## Source records
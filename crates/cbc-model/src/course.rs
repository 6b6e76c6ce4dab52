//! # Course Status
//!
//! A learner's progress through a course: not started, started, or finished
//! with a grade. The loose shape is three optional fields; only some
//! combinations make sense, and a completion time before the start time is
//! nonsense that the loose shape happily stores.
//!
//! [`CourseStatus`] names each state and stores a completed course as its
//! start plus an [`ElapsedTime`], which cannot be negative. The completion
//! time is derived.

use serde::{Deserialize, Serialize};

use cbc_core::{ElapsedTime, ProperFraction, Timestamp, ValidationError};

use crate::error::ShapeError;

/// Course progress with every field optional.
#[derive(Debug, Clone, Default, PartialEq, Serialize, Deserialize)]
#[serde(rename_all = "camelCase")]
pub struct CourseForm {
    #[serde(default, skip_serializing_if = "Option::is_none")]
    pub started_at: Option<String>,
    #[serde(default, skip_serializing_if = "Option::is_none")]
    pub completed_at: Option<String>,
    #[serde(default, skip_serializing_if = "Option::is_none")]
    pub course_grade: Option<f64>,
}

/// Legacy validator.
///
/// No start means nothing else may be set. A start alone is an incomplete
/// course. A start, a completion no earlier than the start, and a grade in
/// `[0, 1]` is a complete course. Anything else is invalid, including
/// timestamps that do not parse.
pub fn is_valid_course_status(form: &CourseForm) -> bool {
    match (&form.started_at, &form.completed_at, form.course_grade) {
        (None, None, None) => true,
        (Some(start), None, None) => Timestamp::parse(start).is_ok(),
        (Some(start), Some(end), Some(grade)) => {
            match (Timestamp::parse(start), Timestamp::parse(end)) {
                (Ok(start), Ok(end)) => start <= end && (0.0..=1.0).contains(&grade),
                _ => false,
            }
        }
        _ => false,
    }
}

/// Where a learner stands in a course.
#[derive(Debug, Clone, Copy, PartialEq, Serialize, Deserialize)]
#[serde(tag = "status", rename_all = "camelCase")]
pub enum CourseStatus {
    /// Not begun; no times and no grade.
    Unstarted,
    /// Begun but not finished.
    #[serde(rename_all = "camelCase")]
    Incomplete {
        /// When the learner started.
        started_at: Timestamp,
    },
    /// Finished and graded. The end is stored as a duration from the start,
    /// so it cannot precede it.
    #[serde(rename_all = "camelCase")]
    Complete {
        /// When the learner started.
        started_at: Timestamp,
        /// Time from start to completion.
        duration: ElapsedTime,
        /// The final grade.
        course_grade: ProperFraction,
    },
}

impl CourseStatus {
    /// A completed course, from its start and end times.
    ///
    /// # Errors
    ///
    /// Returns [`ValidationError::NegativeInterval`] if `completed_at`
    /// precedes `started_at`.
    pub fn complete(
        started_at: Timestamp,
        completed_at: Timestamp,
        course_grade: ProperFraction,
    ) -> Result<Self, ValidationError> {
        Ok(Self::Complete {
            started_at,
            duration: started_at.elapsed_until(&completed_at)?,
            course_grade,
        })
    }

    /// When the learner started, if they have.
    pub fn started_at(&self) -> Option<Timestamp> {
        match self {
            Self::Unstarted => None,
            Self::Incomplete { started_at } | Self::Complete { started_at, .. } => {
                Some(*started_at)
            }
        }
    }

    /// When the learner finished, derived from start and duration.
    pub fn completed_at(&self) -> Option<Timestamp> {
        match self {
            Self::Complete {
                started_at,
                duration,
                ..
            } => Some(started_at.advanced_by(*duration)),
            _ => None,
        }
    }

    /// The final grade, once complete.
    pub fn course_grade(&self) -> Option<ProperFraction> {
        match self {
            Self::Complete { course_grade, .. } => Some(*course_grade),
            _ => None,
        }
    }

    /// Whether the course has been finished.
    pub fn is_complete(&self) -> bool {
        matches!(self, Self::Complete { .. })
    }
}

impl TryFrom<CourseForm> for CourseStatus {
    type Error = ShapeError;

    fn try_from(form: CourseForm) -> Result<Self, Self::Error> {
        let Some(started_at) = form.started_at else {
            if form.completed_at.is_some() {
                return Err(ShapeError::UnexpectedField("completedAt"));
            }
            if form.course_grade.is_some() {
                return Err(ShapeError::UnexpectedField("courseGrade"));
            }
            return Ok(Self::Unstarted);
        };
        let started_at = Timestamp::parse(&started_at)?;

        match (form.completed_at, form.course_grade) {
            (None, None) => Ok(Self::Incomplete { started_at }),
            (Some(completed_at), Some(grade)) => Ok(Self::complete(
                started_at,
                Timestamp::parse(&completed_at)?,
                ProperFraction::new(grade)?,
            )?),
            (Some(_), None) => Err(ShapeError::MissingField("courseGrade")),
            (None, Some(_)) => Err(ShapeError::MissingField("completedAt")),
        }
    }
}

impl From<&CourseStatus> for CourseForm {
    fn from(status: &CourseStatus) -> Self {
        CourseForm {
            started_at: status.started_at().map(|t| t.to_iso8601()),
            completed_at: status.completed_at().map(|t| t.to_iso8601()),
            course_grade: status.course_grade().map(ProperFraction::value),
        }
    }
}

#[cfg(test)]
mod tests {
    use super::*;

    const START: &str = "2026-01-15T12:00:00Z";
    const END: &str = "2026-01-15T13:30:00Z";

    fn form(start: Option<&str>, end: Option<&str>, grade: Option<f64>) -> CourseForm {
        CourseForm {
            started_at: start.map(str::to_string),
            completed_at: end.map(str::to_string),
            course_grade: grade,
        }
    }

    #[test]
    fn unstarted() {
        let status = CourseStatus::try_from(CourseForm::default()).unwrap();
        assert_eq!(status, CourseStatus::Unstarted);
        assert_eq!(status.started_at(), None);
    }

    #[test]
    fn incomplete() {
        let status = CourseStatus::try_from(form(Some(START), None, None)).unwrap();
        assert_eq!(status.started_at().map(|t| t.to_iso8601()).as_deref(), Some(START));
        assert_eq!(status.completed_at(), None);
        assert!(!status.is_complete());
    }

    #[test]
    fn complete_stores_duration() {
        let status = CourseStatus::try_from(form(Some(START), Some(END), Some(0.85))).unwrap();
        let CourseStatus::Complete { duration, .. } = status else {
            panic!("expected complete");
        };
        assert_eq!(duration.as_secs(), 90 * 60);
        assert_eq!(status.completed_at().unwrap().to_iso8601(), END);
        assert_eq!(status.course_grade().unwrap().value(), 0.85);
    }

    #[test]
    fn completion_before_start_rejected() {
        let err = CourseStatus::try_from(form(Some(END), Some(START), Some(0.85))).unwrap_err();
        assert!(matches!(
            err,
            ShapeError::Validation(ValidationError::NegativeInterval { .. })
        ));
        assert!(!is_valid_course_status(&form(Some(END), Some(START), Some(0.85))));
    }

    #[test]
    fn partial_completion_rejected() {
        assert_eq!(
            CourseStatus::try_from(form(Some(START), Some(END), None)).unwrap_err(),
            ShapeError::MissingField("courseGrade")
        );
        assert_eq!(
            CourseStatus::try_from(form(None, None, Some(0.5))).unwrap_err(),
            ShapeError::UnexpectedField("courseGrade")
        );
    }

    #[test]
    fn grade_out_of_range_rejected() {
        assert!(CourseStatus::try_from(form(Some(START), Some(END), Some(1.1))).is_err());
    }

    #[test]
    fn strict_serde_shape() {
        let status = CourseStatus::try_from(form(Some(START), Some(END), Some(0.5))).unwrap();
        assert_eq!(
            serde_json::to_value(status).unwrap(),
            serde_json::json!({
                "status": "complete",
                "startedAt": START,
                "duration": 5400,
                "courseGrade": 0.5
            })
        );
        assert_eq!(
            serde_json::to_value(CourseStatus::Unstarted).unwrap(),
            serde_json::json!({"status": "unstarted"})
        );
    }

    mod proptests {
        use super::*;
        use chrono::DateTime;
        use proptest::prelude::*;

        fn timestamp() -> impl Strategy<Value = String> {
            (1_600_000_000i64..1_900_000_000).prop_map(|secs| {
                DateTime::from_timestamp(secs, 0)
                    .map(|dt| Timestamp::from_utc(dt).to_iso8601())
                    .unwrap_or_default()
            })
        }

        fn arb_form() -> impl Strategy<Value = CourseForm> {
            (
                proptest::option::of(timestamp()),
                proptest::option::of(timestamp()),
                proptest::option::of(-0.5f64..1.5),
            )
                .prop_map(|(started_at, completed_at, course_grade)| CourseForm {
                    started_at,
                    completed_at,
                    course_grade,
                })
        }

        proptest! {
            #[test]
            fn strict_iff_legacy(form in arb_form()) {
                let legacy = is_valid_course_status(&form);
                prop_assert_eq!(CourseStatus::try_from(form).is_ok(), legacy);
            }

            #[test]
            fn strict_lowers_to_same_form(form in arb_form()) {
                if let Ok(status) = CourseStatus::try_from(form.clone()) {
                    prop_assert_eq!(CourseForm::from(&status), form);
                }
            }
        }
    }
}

## What the exercise asks
Reproduce only what lies between the start of the listing above and the end of the line containing "fields; only some", keeping every line exact.

## Written response
filename crates/cbc-model/src/course.rs
repository 6b6e76c6ce4dab52
//! # Course Status
//!
//! A learner's progress through a course: not started, started, or finished
//! with a grade. The loose shape is three optional fields; only some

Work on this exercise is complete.